Claire decided to educate herself and get some facts that would allow her to view Samantha’s choices in context. According to reports published by the Kinsey Institute at www.indiana.edu/~kinsey:

• By their late teenage years, at least 3/4 of all teens have had intercourse, and more than 2/3 of all sexually-experienced teens have had two or more partners.

• The U.S. teen pregnancy rate fell by 27 percent between 1990 and 2000, from 116.3 pregnancies per 1,000 girls aged 15-19 to 84.5.

• The Center for Disease Control and Prevention estimates that 19 million new sexually-transmitted infections occur each year, almost half of them among young people ages 15 to 24.

• Among women aged 15-19 years, 42.9% reported no partners in the last 12 months, 30.5% reported one partner of the opposite sex in the last 12 months, and 16.8% reported two or more partners of the opposite sex in the previous year.

The news that teen pregnancy rates are falling was somewhat comforting to Claire, but nonetheless today’s teen sexuality posed enormous challenges for her family.

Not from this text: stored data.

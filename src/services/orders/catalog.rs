//! Read-time resolution of order references.
//!
//! Orders store bare ids for their customer and items. Listing resolves them
//! through lookup tables built with one batch query per collection.

use std::collections::{BTreeSet, HashMap};

use burger_core::AppResult;
use burger_db::{Database, Id, ItemRef, Menu, Order, Product, User};
use serde::Serialize;

/// Display summary of a referenced product or menu.
#[derive(Debug, Clone, PartialEq, Serialize)]
pub struct ItemSummary {
    pub title: String,
    pub price: Option<f64>,
}

impl From<Product> for ItemSummary {
    fn from(product: Product) -> Self {
        Self {
            title: product.title,
            price: product.price,
        }
    }
}

impl From<Menu> for ItemSummary {
    fn from(menu: Menu) -> Self {
        Self {
            title: menu.title,
            price: menu.price,
        }
    }
}

/// Customer fields exposed on an order.
#[derive(Debug, Clone, PartialEq, Serialize)]
pub struct CustomerSummary {
    #[serde(rename = "_id")]
    pub id: Id,
    pub name: String,
    pub email: String,
}

impl From<User> for CustomerSummary {
    fn from(user: User) -> Self {
        Self {
            id: user.id,
            name: user.name,
            email: user.email,
        }
    }
}

/// Type-indexed lookup table: products by id, menus by id.
#[derive(Debug, Default)]
pub struct ItemCatalog {
    products: HashMap<Id, ItemSummary>,
    menus: HashMap<Id, ItemSummary>,
}

impl ItemCatalog {
    /// Loads every item referenced by `orders`.
    pub async fn load(db: &Database, orders: &[Order]) -> AppResult<Self> {
        let mut product_ids = BTreeSet::new();
        let mut menu_ids = BTreeSet::new();
        for item in orders.iter().flat_map(|o| &o.items) {
            match item.item {
                ItemRef::Product(id) => product_ids.insert(id),
                ItemRef::Menu(id) => menu_ids.insert(id),
            };
        }

        let mut catalog = Self::default();

        if !product_ids.is_empty() {
            let ids: Vec<Id> = product_ids.into_iter().collect();
            catalog.products = db
                .products
                .find_many(&ids)
                .await?
                .into_iter()
                .map(|p| (p.id, p.into()))
                .collect();
        }

        if !menu_ids.is_empty() {
            let ids: Vec<Id> = menu_ids.into_iter().collect();
            catalog.menus = db
                .menus
                .find_many(&ids)
                .await?
                .into_iter()
                .map(|m| (m.id, m.into()))
                .collect();
        }

        Ok(catalog)
    }

    /// Summary of the referenced item, `None` when it no longer exists.
    #[must_use]
    pub fn resolve(&self, item: ItemRef) -> Option<&ItemSummary> {
        match item {
            ItemRef::Product(id) => self.products.get(&id),
            ItemRef::Menu(id) => self.menus.get(&id),
        }
    }
}

/// Customers referenced by a batch of orders.
#[derive(Debug, Default)]
pub struct CustomerDirectory {
    customers: HashMap<Id, CustomerSummary>,
}

impl CustomerDirectory {
    pub async fn load(db: &Database, orders: &[Order]) -> AppResult<Self> {
        let ids: Vec<Id> = orders
            .iter()
            .map(|o| o.customer)
            .collect::<BTreeSet<_>>()
            .into_iter()
            .collect();
        if ids.is_empty() {
            return Ok(Self::default());
        }

        let customers = db
            .users
            .find_by_ids(&ids)
            .await?
            .into_iter()
            .map(|u| (u.id, u.into()))
            .collect();
        Ok(Self { customers })
    }

    #[must_use]
    pub fn resolve(&self, id: Id) -> Option<&CustomerSummary> {
        self.customers.get(&id)
    }
}

#[cfg(test)]
mod tests {
    use burger_db::{NewOrder, NewProduct, OrderItem, SelectedOptions};

    use super::*;

    fn item(item: ItemRef) -> OrderItem {
        OrderItem {
            item,
            quantity: 1,
            selected_options: SelectedOptions::default(),
        }
    }

    #[tokio::test]
    async fn resolves_by_kind_and_leaves_dangling_refs_empty() {
        let db = Database::in_memory();
        let burger = db
            .products
            .create(NewProduct {
                title: "Classic".into(),
                description: None,
                price: Some(8.5),
                in_stock: true,
                image_src: None,
                product_type: None,
            })
            .await
            .unwrap();

        let order = NewOrder {
            customer: Id::new(),
            items: vec![
                item(ItemRef::Product(burger.id)),
                item(ItemRef::Menu(burger.id)),
                item(ItemRef::Product(Id::new())),
            ],
            total_price: 8.5,
        }
        .into_order(Id::new(), chrono::Utc::now());

        let catalog = ItemCatalog::load(&db, std::slice::from_ref(&order))
            .await
            .unwrap();

        assert_eq!(
            catalog.resolve(order.items[0].item),
            Some(&ItemSummary {
                title: "Classic".into(),
                price: Some(8.5),
            })
        );
        assert_eq!(catalog.resolve(order.items[1].item), None);
        assert_eq!(catalog.resolve(order.items[2].item), None);

        let customers = CustomerDirectory::load(&db, &[order.clone()]).await.unwrap();
        assert_eq!(customers.resolve(order.customer), None);
    }
}
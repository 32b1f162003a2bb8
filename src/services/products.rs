//! Product catalog handlers.

use axum::Json;
use axum::extract::{Path, State};
use axum::http::StatusCode;
use burger_core::validation::validate_price;
use burger_core::{AppError, AppResult, OptionExt};
use burger_db::{NewProduct, Product, ProductPatch, ProductType};
use serde::Deserialize;
use tracing::{info, instrument};

use super::{MessageResponse, catalog_title};
use crate::extract::{JsonBody, QueryParams, parse_id};
use crate::startup::AppState;

const ENTITY: &str = "Product";

#[derive(Debug, Default, Deserialize)]
pub struct ProductQuery {
    #[serde(rename = "type")]
    pub product_type: Option<ProductType>,
}

#[instrument(skip(state))]
pub async fn list(
    State(state): State<AppState>,
    QueryParams(query): QueryParams<ProductQuery>,
) -> AppResult<Json<Vec<Product>>> {
    let products = state.db.products.list(query.product_type).await?;
    Ok(Json(products))
}

#[instrument(skip(state))]
pub async fn get(
    State(state): State<AppState>,
    Path(id): Path<String>,
) -> AppResult<Json<Product>> {
    let id = parse_id(&id, ENTITY)?;
    let product = state.db.products.find_by_id(id).await?.or_not_found(ENTITY)?;
    Ok(Json(product))
}

#[instrument(skip(state, product), fields(title = %product.title))]
pub async fn add(
    State(state): State<AppState>,
    JsonBody(mut product): JsonBody<NewProduct>,
) -> AppResult<(StatusCode, Json<Product>)> {
    product.title = catalog_title(&product.title)?;
    validate_price(product.price)?;

    let product = state.db.products.create(product).await?;
    info!(product_id = %product.id, "Product created");
    Ok((StatusCode::CREATED, Json(product)))
}

#[instrument(skip(state, patch))]
pub async fn modify(
    State(state): State<AppState>,
    Path(id): Path<String>,
    JsonBody(mut patch): JsonBody<ProductPatch>,
) -> AppResult<Json<Product>> {
    let id = parse_id(&id, ENTITY)?;
    normalize_patch(&mut patch)?;

    let product = state.db.products.update(id, patch).await?.or_not_found(ENTITY)?;
    info!(product_id = %product.id, "Product updated");
    Ok(Json(product))
}

#[instrument(skip(state))]
pub async fn delete(
    State(state): State<AppState>,
    Path(id): Path<String>,
) -> AppResult<Json<MessageResponse>> {
    let id = parse_id(&id, ENTITY)?;
    if !state.db.products.delete(id).await? {
        return Err(AppError::not_found(ENTITY));
    }

    info!(product_id = %id, "Product deleted");
    Ok(Json(MessageResponse::new("Product deleted successfully")))
}

fn normalize_patch(patch: &mut ProductPatch) -> AppResult<()> {
    patch.title = patch.title.as_deref().map(catalog_title).transpose()?;
    validate_price(patch.price)
}
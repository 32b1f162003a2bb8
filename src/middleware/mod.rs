//! Tower middleware for the REST API.
//!
//! # Middleware Order
//! When using `.layer()` on a router the layer added last is outermost:
//! - Request flows: outermost → innermost → handler
//! - Response flows: handler → innermost → outermost
//!
//! Global stack (see `startup::build_app`):
//! 1. RequestIdLayer - Extract/generate request ID first
//! 2. TraceLayer - Request span with `request_id` and `user_id` fields
//! 3. MetricsLayer - Count and time every request
//! 4. TimeoutLayer - Request timeout
//! 5. CorsLayer - CORS handling
//!
//! Per route (see `routes`), via `route_layer`:
//! 6. AuthLayer - Bearer token validation, injects `AuthInfo`
//! 7. AdminLayer - Rejects non-admin callers

pub mod admin;
pub mod auth;
pub mod metrics;
pub mod request_id;

pub use admin::AdminLayer;
pub use auth::AuthLayer;
pub use metrics::MetricsLayer;
pub use request_id::{REQUEST_ID_HEADER, RequestId, RequestIdLayer};
//! MongoDB backend.

mod catalog;
mod documents;
mod orders;
mod users;

use bson::doc;
use bson::oid::ObjectId;
use burger_core::AppError;
use futures::TryStreamExt;
use mongodb::error::{ErrorKind, WriteFailure};
use mongodb::options::{ClientOptions, IndexOptions};
use mongodb::{Client, Collection, Database as MongoDatabase, IndexModel};
use serde::de::DeserializeOwned;

use super::{DUPLICATE_USER, StoreConfig};
use crate::Id;

const USERS: &str = "users";
const PRODUCTS: &str = "products";
const MENUS: &str = "menus";
const ORDERS: &str = "orders";

const DUPLICATE_KEY_CODE: i32 = 11000;

/// Store error wrapper for ergonomic error conversion.
///
/// Wraps `mongodb::error::Error` to enable automatic conversion to `AppError`
/// via the `?` operator throughout repository methods.
#[derive(Debug)]
struct DbError(mongodb::error::Error);

impl From<mongodb::error::Error> for DbError {
    #[inline]
    fn from(e: mongodb::error::Error) -> Self {
        Self(e)
    }
}

impl From<DbError> for AppError {
    fn from(e: DbError) -> Self {
        if is_duplicate_key(&e.0) {
            Self::InvalidRequest(DUPLICATE_USER.to_string())
        } else {
            Self::Internal(format!("Store error: {}", e.0))
        }
    }
}

fn is_duplicate_key(e: &mongodb::error::Error) -> bool {
    match e.kind.as_ref() {
        ErrorKind::Write(WriteFailure::WriteError(we)) => we.code == DUPLICATE_KEY_CODE,
        ErrorKind::Command(ce) => ce.code == DUPLICATE_KEY_CODE,
        _ => false,
    }
}

fn object_ids(ids: &[Id]) -> Vec<ObjectId> {
    ids.iter().copied().map(ObjectId::from).collect()
}

/// Connected MongoDB database handle. Cheap to clone.
#[derive(Debug, Clone)]
pub struct MongoStore {
    client: Client,
    db: MongoDatabase,
}

impl MongoStore {
    /// Single connection attempt: parse the URI, bound server selection, ping.
    pub(super) async fn connect(config: &StoreConfig) -> Result<Self, mongodb::error::Error> {
        let mut options = ClientOptions::parse(&config.uri).await?;
        options.server_selection_timeout = Some(config.server_selection_timeout);
        options
            .app_name
            .get_or_insert_with(|| env!("CARGO_PKG_NAME").to_string());

        let client = Client::with_options(options)?;
        let db = client.database(&config.db_name);
        db.run_command(doc! { "ping": 1 }).await?;

        Ok(Self { client, db })
    }

    /// Unique username/email indexes and the order listing index.
    pub(super) async fn ensure_indexes(&self) -> Result<(), AppError> {
        let unique = || IndexOptions::builder().unique(true).build();

        self.db
            .collection::<bson::Document>(USERS)
            .create_indexes([
                IndexModel::builder()
                    .keys(doc! { "username": 1 })
                    .options(unique())
                    .build(),
                IndexModel::builder()
                    .keys(doc! { "email": 1 })
                    .options(unique())
                    .build(),
            ])
            .await
            .map_err(DbError)?;

        self.db
            .collection::<bson::Document>(ORDERS)
            .create_index(
                IndexModel::builder()
                    .keys(doc! { "customer": 1, "createdAt": -1 })
                    .build(),
            )
            .await
            .map_err(DbError)?;

        Ok(())
    }

    pub(super) async fn ping(&self) -> Result<(), AppError> {
        self.db
            .run_command(doc! { "ping": 1 })
            .await
            .map_err(DbError)?;
        Ok(())
    }

    pub(super) async fn shutdown(&self) {
        self.client.clone().shutdown().await;
    }

    fn collection<T: Send + Sync>(&self, name: &str) -> Collection<T> {
        self.db.collection(name)
    }
}

/// Run a query and collect every document, converting into the domain model.
async fn collect<D, T>(cursor: mongodb::Cursor<D>) -> Result<Vec<T>, AppError>
where
    D: DeserializeOwned + Unpin + Send + Sync,
    T: From<D>,
{
    let docs: Vec<D> = cursor.try_collect().await.map_err(DbError)?;
    Ok(docs.into_iter().map(T::from).collect())
}
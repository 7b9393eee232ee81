use std::io;
use std::path::{Path, PathBuf};
use std::thread;

use chrono::Utc;
use nix::errno::Errno;
use tracing::{debug, info, warn};

use crate::checks::{CheckResult, Checker};
use crate::types::{CheckCode, CheckName};

pub const PERMISSION_ATTEMPTS: u32 = 3;

fn is_transient(err: &io::Error) -> bool {
    err.raw_os_error() == Some(Errno::EIO as i32)
}

pub fn classify_write_error(err: &io::Error) -> CheckCode {
    if err.kind() == io::ErrorKind::PermissionDenied {
        return CheckCode::PermissionDenied;
    }
    match err.raw_os_error() {
        Some(code) if code == Errno::EROFS as i32 => CheckCode::FsReadonly,
        Some(code) if code == Errno::EIO as i32 => CheckCode::FsIoError,
        _ => CheckCode::PermissionCheckFailed,
    }
}

fn scratch_file_name(dir: &Path) -> PathBuf {
    let ts = Utc::now().format("%Y%m%d%H%M%S%f");
    dir.join(format!(".proxsave-permcheck-{}-{}", std::process::id(), ts))
}

impl Checker {
    pub fn check_permissions(&self) -> CheckResult {
        let name = CheckName::Permissions;
        let mut dirs = vec![self.config.backup_path.clone()];
        if self.config.log_path != self.config.backup_path {
            dirs.push(self.config.log_path.clone());
        }

        if self.config.dry_run {
            for dir in &dirs {
                info!("dry-run: would test write access to {}", dir.display());
            }
            return CheckResult::pass(name, "Write permission checks skipped (dry run)")
                .with_code(CheckCode::PermissionCheck);
        }

        for dir in &dirs {
            if let Err((err, attempts)) = self.try_write(dir) {
                let code = classify_write_error(&err);
                return CheckResult::fail(
                    name,
                    code,
                    format!(
                        "cannot write to {} after {} attempt(s): {}",
                        dir.display(),
                        attempts,
                        err
                    ),
                )
                .with_error(err);
            }
            debug!("write access ok: {}", dir.display());
        }
        CheckResult::pass(name, "All directories are writable")
            .with_code(CheckCode::PermissionCheck)
    }

    fn try_write(&self, dir: &Path) -> Result<(), (io::Error, u32)> {
        let mut attempt = 1;
        loop {
            let scratch = scratch_file_name(dir);
            let err = match self.fs.create_file(&scratch) {
                Ok(()) => match self.fs.remove_file(&scratch) {
                    Ok(()) => return Ok(()),
                    Err(err) => return Err((err, attempt)),
                },
                Err(err) => err,
            };
            // A transient failure can still leave the file behind. EEXIST means
            // the name belongs to someone else.
            if err.kind() != io::ErrorKind::AlreadyExists {
                let _ = self.fs.remove_file(&scratch);
            }

            if !is_transient(&err) || attempt >= PERMISSION_ATTEMPTS {
                return Err((err, attempt));
            }
            warn!(
                "write test in {} failed ({}), retrying ({}/{})",
                dir.display(),
                err,
                attempt + 1,
                PERMISSION_ATTEMPTS
            );
            attempt += 1;
            thread::sleep(self.retry_delay);
        }
    }
}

What were their choices? Claire knew that she could not turn back the hands of time. Her daughter, for better or worse, had taken a major life step. She was “mommy’s little girl” no longer.

Claire felt dismayed that Samantha had done it in secret, without involving her mom. Claire thought back to when she was fifteen, and the vacation to the lake with her parents. She had met Ronald, the son of the man who owned the boathouse where the family Chris-Craft was stored over the winter. One night Ron and Claire had ended up in a vacant guest cottage. They had sex. Claire didn’t like Ron much and she had mixed feelings about what she had done. And of course she hadn’t told her mother! That would have been crazy! If she had gotten pregnant… Claire shuddered to think what would have happened.

Claire put her feelings aside and went into action. She made an appointment for Samantha with her gynecologist. Beginning regular exams for Samantha was something that she had been putting off, but no longer. Samantha needed her help, and Claire resolved to move forward into this brave new world that her daughter now inhabited.